50 piccole sfumature di Kidman. Doveva essere lo scandalo sadomaso del Lido, ma non è altro che un altro imbarazzante disastro in Concorso al Festival di Venezia. Babygirl, diretto e scritto (?) da Halina Rejin, è uno di quei film che ti fanno rimpiangere le ossessioni carnali sparse in Basic Instinct o Attrazione fatale. Se poi vogliamo aggiungerci la cosiddetta dinamica di “potere tra i sessi” potremmo anche scappare dalla sala dopo nemmeno mezz’ora di film.
In piena New York City, ai piani alti di una multimilionaria azienda di e-commerce, l’amministratrice delegata Romy (Nicole Kidman) decide vita, morte e miracoli dei suoi sottoposti, tra cui un gruppetto di stagisti. Tra di loro il bel Samuel (Harry Dickinson), tutto tatuaggetti cool e addominali scolpiti, che sembra intendersela, ricambiato, proprio con Romy. La donna è però in privato parte di una famiglia modello, ricca e felice: il marito (Antonio Banderas) è un regista teatrale di grido, mentre una delle due figliole adolescenti ha una relazione sentimentale lesbica ultrapop. Il problema, comunque, non sta tanto nella sacra funzione delle corna, madre o padre di mille drammaturgie, quanto nella possibilità di Romy di raggiungere l’orgasmo attraverso una tradizionale e attiva vita sessuale con suo marito.

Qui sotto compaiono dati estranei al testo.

//! Business rules for the generation domain

use url::Url;

use crate::generation::GenerationError;
use crate::generation::sanitizers::{is_python_keyword, is_valid_identifier};

/// Used when the document declares no server and none is configured
pub const DEFAULT_BASE_URL: &str = "http://localhost";

/// Validates a Python module name
pub fn validate_module_name(name: &str) -> Result<(), GenerationError> {
    if name.is_empty() {
        return Err(GenerationError::InvalidConfiguration(
            "Module name cannot be empty".to_string(),
        ));
    }

    if !is_valid_identifier(name) || is_python_keyword(name) {
        return Err(GenerationError::InvalidConfiguration(format!(
            "Module name '{name}' is not a valid Python identifier"
        )));
    }

    if name == "__init__" {
        return Err(GenerationError::InvalidConfiguration(
            "Module name '__init__' is reserved for the package marker".to_string(),
        ));
    }

    Ok(())
}

/// Validates that a base URL is absolute and uses http(s)
pub fn validate_base_url(base_url: &str) -> Result<(), GenerationError> {
    let url = Url::parse(base_url).map_err(|e| {
        GenerationError::InvalidConfiguration(format!("Invalid base URL '{base_url}': {e}"))
    })?;

    match url.scheme() {
        "http" | "https" => Ok(()),
        scheme => Err(GenerationError::InvalidConfiguration(format!(
            "Base URL '{base_url}' must use http or https, not {scheme}"
        ))),
    }
}

/// Pick the base URL for the client: configured value, then the document's
/// first server, then the placeholder. A trailing `/` is stripped.
pub fn select_base_url(configured: Option<&str>, server: Option<&str>) -> String {
    let base_url = configured.or(server).unwrap_or(DEFAULT_BASE_URL);
    base_url.trim_end_matches('/').to_string()
}
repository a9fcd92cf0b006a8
//! External process execution

pub mod command_executor;

pub use command_executor::*;
/// Models go through `.json()` so dates and bytes arrive as JSON strings
fn json_argument(body: &TypeRef) -> String {
    match body {
        TypeRef::Model { .. } => format!("json=json.loads(req_data.json({JSON_ARGS}))"),
        TypeRef::ModelList { .. } => {
            format!("json=[json.loads(item.json({JSON_ARGS})) for item in req_data]")
        }
        _ => "json=req_data".to_string(),
    }
}

fn return_expression(response: &TypeRef, mode: ClientMode) -> String {
    let payload = match mode {
        ClientMode::Sync => "response_obj.json()",
        ClientMode::Async => "await response_obj.json()",
    };
    match response {
        TypeRef::Model { name } => format!("{name}.parse_obj({payload})"),
        TypeRef::ModelList { name } => format!("[{name}.parse_obj(item) for item in {payload}]"),
        _ => payload.to_string(),
    }
}

fn url_expression(operation: &OperationDef) -> String {
    let path = python_string(&operation.url_template);
    if operation.call_shape.is_template() {
        format!("f{}", path.replacen('"', "\"{BASE_URL}", 1))
    } else {
        format!("BASE_URL + {path}")
    }
}

fn python_operation(operation: &OperationDef, mode: ClientMode) -> PythonOperation {
    let mut parameters = Vec::new();
    if let Some(body) = &operation.body {
        parameters.push(format!("req_data: {}", type_ref_annotation(body)));
        parameters.push("/".to_string());
    }
    for param in &operation.path_params {
        parameters.push(format!(
            "{}: {}",
            param.name,
            primitive_annotation(param.primitive)
        ));
    }
    parameters.push("*".to_string());
    if let Some(query_model) = &operation.query_model {
        parameters.push(format!("params: {query_model}"));
    }
    parameters.push("headers: Optional[dict] = None".to_string());
    parameters.push(match mode {
        ClientMode::Sync => "proxies: Optional[dict] = None".to_string(),
        ClientMode::Async => "proxy: Optional[str] = None".to_string(),
    });
    parameters.push("**kwargs".to_string());

    let mut docstring = Vec::new();
    if let Some(summary) = &operation.summary {
        docstring.push(summary.clone());
    }
    if operation.deprecated {
        docstring.push("Deprecated.".to_string());
    }

    PythonOperation {
        function_name: operation.function_name.clone(),
        method: operation.http_method.as_str().to_string(),
        has_shortcut: operation.http_method != HttpMethod::Trace,
        call_shape: operation.call_shape,
        parameters,
        return_annotation: match &operation.response {
            Some(response) => format!("Optional[{}]", type_ref_annotation(response)),
            None => "None".to_string(),
        },
        url_expression: url_expression(operation),
        params_argument: operation
            .call_shape
            .has_query()
            .then(|| "params=_query_params(params)".to_string()),
        json_argument: operation.body.as_ref().map(json_argument),
        return_expression: operation
            .response
            .as_ref()
            .map(|response| return_expression(response, mode)),
        docstring: (!docstring.is_empty()).then(|| {
            let mut docstring = docstring.join("\n\n    ");
            // a trailing quote would merge into the closing delimiter
            if docstring.ends_with('"') {
                docstring.push(' ');
            }
            docstring
        }),
    }
}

Infatti Babygirl, oltre ad iniziare su schermo nero e ansimo frenetico della Kidman, prosegue subito con lei che corre via dal letto dove il marito ha raggiunto l’orgasmo per giungere in gran segreto davanti a un pc a masturbarsi mentre guarda un video porno, apparentemente giostrato tra un bislacco “master” e la sua amatoriale schiava. Puntualizziamo questo aspetto perché è l’elemento più claudicante del film. La cosiddetta “scatola nera che sta in ognuno di noi”, le perversioni sessuali nascoste insomma, quelle che turbano la psiche di Romy, sono così mosce e confuse nella loro esposizione pratica bdsm da risultare ridicole.
È un desiderio abbozzato, indeciso, vagamente oscuro, quello che cerca di soddisfare Romy. Tanto che le sequenze in cui si sviluppa il rapporto tra lei e lo scopamico, le capatine sul tetto dell’ufficio, gli incontri in anonime stanze d’albergo, faticano non tanto a farsi, ma proprio ad essere. Certo il click deriverebbe dal momento in cui per strada, senza che ancora Romy lo conoscesse, Samuel ha tranquillizzato un cane feroce dandogli un biscottino. La sottomissione modello canino sembra essere ciò che più fa arrapare Romy. Ad esempio l’ossessione nel ricevere una caramellina in ginocchio da Samuel, o bere a carponi del latte in una ciotola ai suoi piedi, e dopo “venire” grazie ad una classica masturbazione da parte di lui, possibilmente senza vedergli la mano e il viso.
Insomma, se questo nucleo sensoriale che deve pulsare non pulsa, il resto figuriamoci. La strategia è quella dell’accumulo infinito dello stesso blocco narrativo della scappatella in attesa che lo scopra Banderas. Un accumulo che non sa mai di indicibile perversione ma solo di caotico vendibile pudore mainstream. Se tutto questo non bastasse, se non fosse sufficiente la fotografia simil livida con l’imminente Natale (era per epater le bourgeois quarant’anni fa), il titillante tema musicale modello stampella di senso, ci si mette pure a sparuti tratti la dinamica del potere in ufficio. Perché per chi riesce ad arrivare in fondo alle oltre due ore di Babygirl, non solo deve digerire una liason proibita che azzera ogni gerarchia aziendale – donna sopra l’uomo – e che riduce la Kidman ad una vecchia patetica ninfomane, ma di ritrovarsi nel bel mezzo di un girl power fuori tempo massimo.
Segnaliamo che probabilmente per non incappare in qualche bollino di divieto, la Kidman mostra solo per un istante il sedere scoperto, e che per dire che provare dolore la fa godere quando si fa fare una punturina di botox agli zigomi dice all’infermiera: “No, niente anestetico”. Scult vero in corsa per il Leone d’Oro. Prodotto da A24, oramai diventata factory indipendente hollywoodiana delle idee stravaganti ma inconcludenti. La Kidman torna, infine, al Festival a vent’anni da Birth e a ventiquattro da Eyes wide shut, dove sempre il suo personaggio fantasticava altro sesso rispetto a quello con il marito Tom Cruise. Stanley Kubrick se la starà ghignando dalla tomba.